Did Ryan Gosling, Ryan Reynolds, or Ryan Lochte do anything last night that would merit discussion today ...no.
Please kill yourself r28...the world will be so much better without you. It won't get better for you.
Why are people fighting...just comment on the question!
Lame, r29: all those people are famous and the poll could easily about any of them. Your faux-rule for positing for whom it could be about is complete bullshit.
Speaking of which... I think you'd better wipe much more carefully next time, r29... you really do smell like shit, and it's making the rest of us gag.
What a stupid thread. The OP doesn't even know how to post a poll; he asked a stupid question to begin with; and he couldn't even bother to tell us whom he was actually talking about. And now he's in a pissing contest.
He looks like the type who doesn't spend enough time wiping. So I'd vote no.
My first thought was Ryan Gosling, actually, not Paul Ryan, since Gosling has been spotted by many tonight at the Austin City Limits music festival.
Has Paul Ryan ever had his hole licked? Fuck no; straight women rarely do that, and uptight, frigid Catholic cunts like Ryan's wife not only NEVER do that, but are unlikely to have an interest in blowjobs or any position other than Missionary. It always amazes me how unfamiliar DL gays are with the ways of Puritanical heterosexual America.

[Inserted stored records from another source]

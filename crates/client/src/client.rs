//! API operations for the TalentHub backend.
//!
//! Each method is one descriptor-to-endpoint mapping over the shared
//! [`Connection`]; the only client-side logic beyond that is the session
//! side effect on signup/login/logout and the profile-cache merge on
//! profile update.

use eyre::Result;
use serde_json::Value;
use talenthub_primitives::auth::{
    EmailCheckRequest, EmailCheckResponse, LoginRequest, SignupRequest, TokenResponse,
    UserResponse,
};
use talenthub_primitives::facility::{FacilityFilter, FacilityStatsListResponse};
use talenthub_primitives::inquiry::{
    InquiryCreate, InquiryFilter, InquiryListResponse, InquiryReply, InquiryResponse,
    InquiryStatsResponse,
};
use talenthub_primitives::me::{
    BookmarkCreate, BookmarkFilter, BookmarkListResponse, BookmarkResponse, MyOverviewResponse,
    NotificationFilter, NotificationListResponse, ProfileUpdateRequest, TargetType,
};
use talenthub_primitives::program::{ProgramFilter, ProgramListResponse, ProgramResponse, RegionMap};
use talenthub_primitives::talent::{
    TalentScoreResponse, TalentTestListResponse, TalentTestRequest,
};

use crate::connection::{ApiBase, Connection};
use crate::session::SessionStore;

/// High-level client over one backend connection.
///
/// Construct once at startup with the resolved [`crate::ClientConfig`] and a
/// session store; [`Self::logout`] is the only teardown.
#[derive(Clone, Debug)]
pub struct ApiClient<S>
where
    S: SessionStore + Clone,
{
    connection: Connection<S>,
}

impl<S> ApiClient<S>
where
    S: SessionStore + Clone,
{
    pub const fn new(connection: Connection<S>) -> Self {
        Self { connection }
    }

    pub const fn connection(&self) -> &Connection<S> {
        &self.connection
    }

    pub const fn store(&self) -> &S {
        &self.connection.store
    }

    // ---------------------------------------------------------------- auth

    /// Create an account. On success the issued token and the returned user
    /// snapshot are written to the session store.
    pub async fn signup(&self, request: &SignupRequest) -> Result<TokenResponse> {
        let response: TokenResponse = self
            .connection
            .post(ApiBase::Main, "/auth/signup", request)
            .await?;
        self.store_session(&response).await?;
        Ok(response)
    }

    /// Authenticate with email and password; same session side effect as
    /// [`Self::signup`].
    pub async fn login(&self, email: &str, password: &str) -> Result<TokenResponse> {
        let request = LoginRequest {
            email: email.to_owned(),
            password: password.to_owned(),
        };
        let response: TokenResponse = self
            .connection
            .post(ApiBase::Main, "/auth/login", &request)
            .await?;
        self.store_session(&response).await?;
        Ok(response)
    }

    /// Clear the stored session. No network call is made; the server-side
    /// token simply ages out.
    pub async fn logout(&self) -> Result<()> {
        self.store().clear().await
    }

    /// Profile of the authenticated account. Pure read, no session mutation.
    pub async fn me(&self) -> Result<UserResponse> {
        self.connection.get(ApiBase::Main, "/auth/me").await
    }

    pub async fn check_email(&self, email: &str) -> Result<EmailCheckResponse> {
        let request = EmailCheckRequest {
            email: email.to_owned(),
        };
        self.connection
            .post(ApiBase::Main, "/auth/check-email", &request)
            .await
    }

    async fn store_session(&self, response: &TokenResponse) -> Result<()> {
        if response.access_token.is_empty() {
            return Ok(());
        }
        self.store().save_token(&response.access_token).await?;
        self.store().save_user(&response.user).await?;
        Ok(())
    }

    // -------------------------------------------------------------- talent

    pub async fn submit_talent_test(
        &self,
        request: &TalentTestRequest,
    ) -> Result<TalentScoreResponse> {
        self.connection
            .post(ApiBase::Main, "/talent/score", request)
            .await
    }

    pub async fn talent_history(&self) -> Result<TalentTestListResponse> {
        self.connection.get(ApiBase::Main, "/talent/tests").await
    }

    pub async fn talent_test_detail(&self, test_id: i64) -> Result<TalentScoreResponse> {
        self.connection
            .get(ApiBase::Main, &format!("/talent/tests/{test_id}"))
            .await
    }

    // ------------------------------------------------------------ programs

    pub async fn programs(&self, filter: &ProgramFilter) -> Result<ProgramListResponse> {
        self.connection
            .get_with_query(ApiBase::Main, "/programs", filter)
            .await
    }

    pub async fn program_detail(&self, program_id: i64) -> Result<ProgramResponse> {
        self.connection
            .get(ApiBase::Main, &format!("/programs/{program_id}"))
            .await
    }

    pub async fn program_regions(&self) -> Result<RegionMap> {
        self.connection
            .get(ApiBase::Main, "/programs/regions/list")
            .await
    }

    pub async fn program_types(&self) -> Result<Vec<String>> {
        self.connection
            .get(ApiBase::Main, "/programs/types/list")
            .await
    }

    // ---------------------------------------------------------- facilities

    pub async fn facilities(&self, filter: &FacilityFilter) -> Result<FacilityStatsListResponse> {
        self.connection
            .get_with_query(ApiBase::Main, "/facilities", filter)
            .await
    }

    pub async fn facility_summary(&self) -> Result<Value> {
        self.connection
            .get(ApiBase::Main, "/facilities/summary")
            .await
    }

    pub async fn facility_regions(&self) -> Result<RegionMap> {
        self.connection
            .get(ApiBase::Main, "/facilities/regions")
            .await
    }

    // ----------------------------------------------------------- dashboard

    pub async fn dashboard_summary(&self) -> Result<Value> {
        self.connection
            .get(ApiBase::Main, "/dashboard/summary")
            .await
    }

    pub async fn dashboard_regions(&self) -> Result<Value> {
        self.connection
            .get(ApiBase::Main, "/dashboard/regions")
            .await
    }

    pub async fn coach_stats(&self) -> Result<Value> {
        self.connection
            .get(ApiBase::Main, "/dashboard/coaches")
            .await
    }

    // -------------------------------------------------------- account page

    pub async fn my_overview(&self) -> Result<MyOverviewResponse> {
        self.connection.get(ApiBase::Main, "/me/overview").await
    }

    /// Update the profile and shallow-merge the server's response into the
    /// cached user snapshot, so fields the server omits survive locally.
    ///
    /// The raw response object is merged, not a re-serialized struct; a
    /// field absent from the response stays untouched in the cache instead
    /// of being nulled out.
    pub async fn update_profile(&self, update: &ProfileUpdateRequest) -> Result<UserResponse> {
        let response: Value = self
            .connection
            .put(ApiBase::Main, "/me/profile", update)
            .await?;

        if let Some(mut cached) = self.store().load_user().await? {
            merge_profile(&mut cached, &response);
            self.store().save_user(&cached).await?;
        }

        serde_json::from_value(response).map_err(Into::into)
    }

    pub async fn bookmarks(&self, filter: &BookmarkFilter) -> Result<BookmarkListResponse> {
        self.connection
            .get_with_query(ApiBase::Main, "/me/bookmarks", filter)
            .await
    }

    pub async fn add_bookmark(
        &self,
        target_type: TargetType,
        target_id: i64,
    ) -> Result<BookmarkResponse> {
        let request = BookmarkCreate {
            target_type,
            target_id,
        };
        self.connection
            .post(ApiBase::Main, "/me/bookmarks", &request)
            .await
    }

    pub async fn delete_bookmark(&self, bookmark_id: i64) -> Result<Value> {
        self.connection
            .delete(ApiBase::Main, &format!("/me/bookmarks/{bookmark_id}"))
            .await
    }

    pub async fn notifications(
        &self,
        filter: &NotificationFilter,
    ) -> Result<NotificationListResponse> {
        self.connection
            .get_with_query(ApiBase::Main, "/me/notifications", filter)
            .await
    }

    pub async fn mark_notification_read(&self, notification_id: i64) -> Result<Value> {
        self.connection
            .post_no_body(
                ApiBase::Main,
                &format!("/me/notifications/{notification_id}/read"),
            )
            .await
    }

    pub async fn mark_all_notifications_read(&self) -> Result<Value> {
        self.connection
            .post_no_body(ApiBase::Main, "/me/notifications/read-all")
            .await
    }

    // ------------------------------------------------------------- inquiry

    pub async fn create_inquiry(&self, request: &InquiryCreate) -> Result<InquiryResponse> {
        self.connection
            .post(ApiBase::Inquiry, "/api/inquiry", request)
            .await
    }

    pub async fn inquiries(&self, filter: &InquiryFilter) -> Result<InquiryListResponse> {
        self.connection
            .get_with_query(ApiBase::Inquiry, "/api/inquiry", filter)
            .await
    }

    pub async fn inquiry_detail(&self, inquiry_id: i64) -> Result<InquiryResponse> {
        self.connection
            .get(ApiBase::Inquiry, &format!("/api/inquiry/{inquiry_id}"))
            .await
    }

    pub async fn reply_inquiry(&self, inquiry_id: i64, admin_reply: &str) -> Result<InquiryResponse> {
        let request = InquiryReply {
            admin_reply: admin_reply.to_owned(),
        };
        self.connection
            .post(
                ApiBase::Inquiry,
                &format!("/api/inquiry/{inquiry_id}/reply"),
                &request,
            )
            .await
    }

    pub async fn inquiry_stats(&self) -> Result<InquiryStatsResponse> {
        self.connection
            .get(ApiBase::Inquiry, "/api/inquiry/stats/summary")
            .await
    }

    pub async fn close_inquiry(&self, inquiry_id: i64) -> Result<InquiryResponse> {
        self.connection
            .patch_no_body(ApiBase::Inquiry, &format!("/api/inquiry/{inquiry_id}/close"))
            .await
    }
}

/// Shallow merge of `update` into `cached`: top-level fields present in the
/// update overwrite, everything else survives. A non-object on either side
/// replaces the cache wholesale.
fn merge_profile(cached: &mut Value, update: &Value) {
    match (cached.as_object_mut(), update.as_object()) {
        (Some(target), Some(source)) => {
            for (key, value) in source {
                drop(target.insert(key.clone(), value.clone()));
            }
        }
        _ => *cached = update.clone(),
    }
}

#[cfg(test)]
mod tests {
    use serde_json::json;

    use super::*;

    #[test]
    fn merge_overwrites_only_updated_fields() {
        let mut cached = json!({"a": 1, "b": 2});
        merge_profile(&mut cached, &json!({"b": 3}));
        assert_eq!(cached, json!({"a": 1, "b": 3}));
    }

    #[test]
    fn merge_adds_fields_missing_from_the_cache() {
        let mut cached = json!({"id": 1});
        merge_profile(&mut cached, &json!({"name": "Kim"}));
        assert_eq!(cached, json!({"id": 1, "name": "Kim"}));
    }

    #[test]
    fn merge_replaces_a_non_object_cache() {
        let mut cached = json!(null);
        merge_profile(&mut cached, &json!({"id": 1}));
        assert_eq!(cached, json!({"id": 1}));
    }
}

Has Ryan Gosling ever had his hole licked? I'm guessing Ryan Gosling enjoys most of the Kama Sutra on a regular basis, and has no uptight hang-ups about *any* sex acts, let alone analingus. (Although I don't think Gosling is gay, feel free to read any homoerotic subtext you want into that statement.)
His mouth is so tight and puckered,so I would say yes,OP.